Exercise prompt: The records follow. Print, word for word, the first line through the "Per-variant validation rules." line.
┄┄┄┄┄┄
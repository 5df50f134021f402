//! Totals reconciliation over an extracted field map.

use std::str::FromStr;

use rust_decimal::Decimal;
use serde::{Deserialize, Serialize};
use tracing::{debug, warn};

use super::orchestrator::FieldResults;
use super::strategies::patterns::AMOUNT_PATTERN;

/// Per-variant validation rules.
#[derive(Debug, Clone, Default, PartialEq, Serialize, Deserialize)]
pub struct ValidationRules {
    #[serde(default)]
    pub totals: Vec<TotalsRule>,
}

/// The `total` field must equal the sum of the `parts` fields.
#[derive(Debug, Clone, PartialEq, Serialize, Deserialize)]
pub struct TotalsRule {
    pub total: String,
    pub parts: Vec<String>,
    #[serde(default = "default_tolerance")]
    pub tolerance: Decimal,
}

impl TotalsRule {
    pub fn new<I, S>(total: impl Into<String>, parts: I) -> Self
    where
        I: IntoIterator<Item = S>,
        S: Into<String>,
    {
        Self {
            total: total.into(),
            parts: parts.into_iter().map(Into::into).collect(),
            tolerance: default_tolerance(),
        }
    }
}

fn default_tolerance() -> Decimal {
    Decimal::new(1, 2)
}

/// Outcome of checking one totals rule.
#[derive(Debug, Clone, PartialEq, Serialize)]
#[serde(tag = "status", rename_all = "snake_case")]
pub enum TotalsOutcome {
    Ok { total: Decimal, sum: Decimal },
    Mismatch { total: Decimal, sum: Decimal, difference: Decimal },
    /// Some involved fields were missing or not amounts.
    Skipped { unavailable: Vec<String> },
    /// The amounts are too large to add up exactly.
    Overflow,
}

#[derive(Debug, Clone, PartialEq, Serialize)]
pub struct TotalsCheck {
    pub total: String,
    pub parts: Vec<String>,
    #[serde(flatten)]
    pub outcome: TotalsOutcome,
}

/// All totals checks for one document; `valid` is false on any mismatch.
#[derive(Debug, Clone, PartialEq, Serialize)]
pub struct ValidationReport {
    pub valid: bool,
    pub checks: Vec<TotalsCheck>,
}

impl Default for ValidationReport {
    fn default() -> Self {
        Self {
            valid: true,
            checks: Vec::new(),
        }
    }
}

/// Check each totals rule against the extracted values.
pub fn validate_totals(fields: &FieldResults, rules: &[TotalsRule]) -> ValidationReport {
    let checks: Vec<TotalsCheck> = rules
        .iter()
        .map(|rule| TotalsCheck {
            total: rule.total.clone(),
            parts: rule.parts.clone(),
            outcome: check_rule(fields, rule),
        })
        .collect();

    let valid = !checks
        .iter()
        .any(|c| matches!(c.outcome, TotalsOutcome::Mismatch { .. }));

    debug!("Totals validation: {} checks, valid={}", checks.len(), valid);

    ValidationReport { valid, checks }
}

fn check_rule(fields: &FieldResults, rule: &TotalsRule) -> TotalsOutcome {
    let mut unavailable = Vec::new();
    let mut amount_of = |name: &str| {
        let amount = fields.value(name).and_then(parse_amount);
        if amount.is_none() {
            unavailable.push(name.to_string());
        }
        amount
    };

    let total = amount_of(&rule.total);
    let parts: Vec<Option<Decimal>> = rule.parts.iter().map(|p| amount_of(p)).collect();

    if !unavailable.is_empty() {
        return TotalsOutcome::Skipped { unavailable };
    }

    let total = total.unwrap_or_default();
    let sum = parts
        .into_iter()
        .flatten()
        .try_fold(Decimal::ZERO, |acc, part| acc.checked_add(part));
    let Some((sum, difference)) =
        sum.and_then(|sum| total.checked_sub(sum).map(|diff| (sum, diff.abs())))
    else {
        warn!("Totals check for {} overflowed", rule.total);
        return TotalsOutcome::Overflow;
    };

    if difference > rule.tolerance {
        TotalsOutcome::Mismatch {
            total,
            sum,
            difference,
        }
    } else {
        TotalsOutcome::Ok { total, sum }
    }
}

/// Parse the first US-formatted amount in a value (e.g. "$1,234.56").
pub fn parse_amount(s: &str) -> Option<Decimal> {
    let caps = AMOUNT_PATTERN.captures(s)?;
    let integer_part = caps[1].replace(',', "");
    let amount_str = match caps.get(2) {
        Some(fraction) => format!("{}.{}", integer_part, fraction.as_str()),
        None => integer_part,
    };

    let amount = Decimal::from_str(&amount_str).ok()?;
    if caps[0].starts_with('-') {
        Some(-amount)
    } else {
        Some(amount)
    }
}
┄┄┄┄┄┄
Finished task:
repository 5df50f134021f402
//! Totals reconciliation over an extracted field map.

use std::str::FromStr;

use rust_decimal::Decimal;
use serde::{Deserialize, Serialize};
use tracing::{debug, warn};

use super::orchestrator::FieldResults;
use super::strategies::patterns::AMOUNT_PATTERN;

/// Per-variant validation rules.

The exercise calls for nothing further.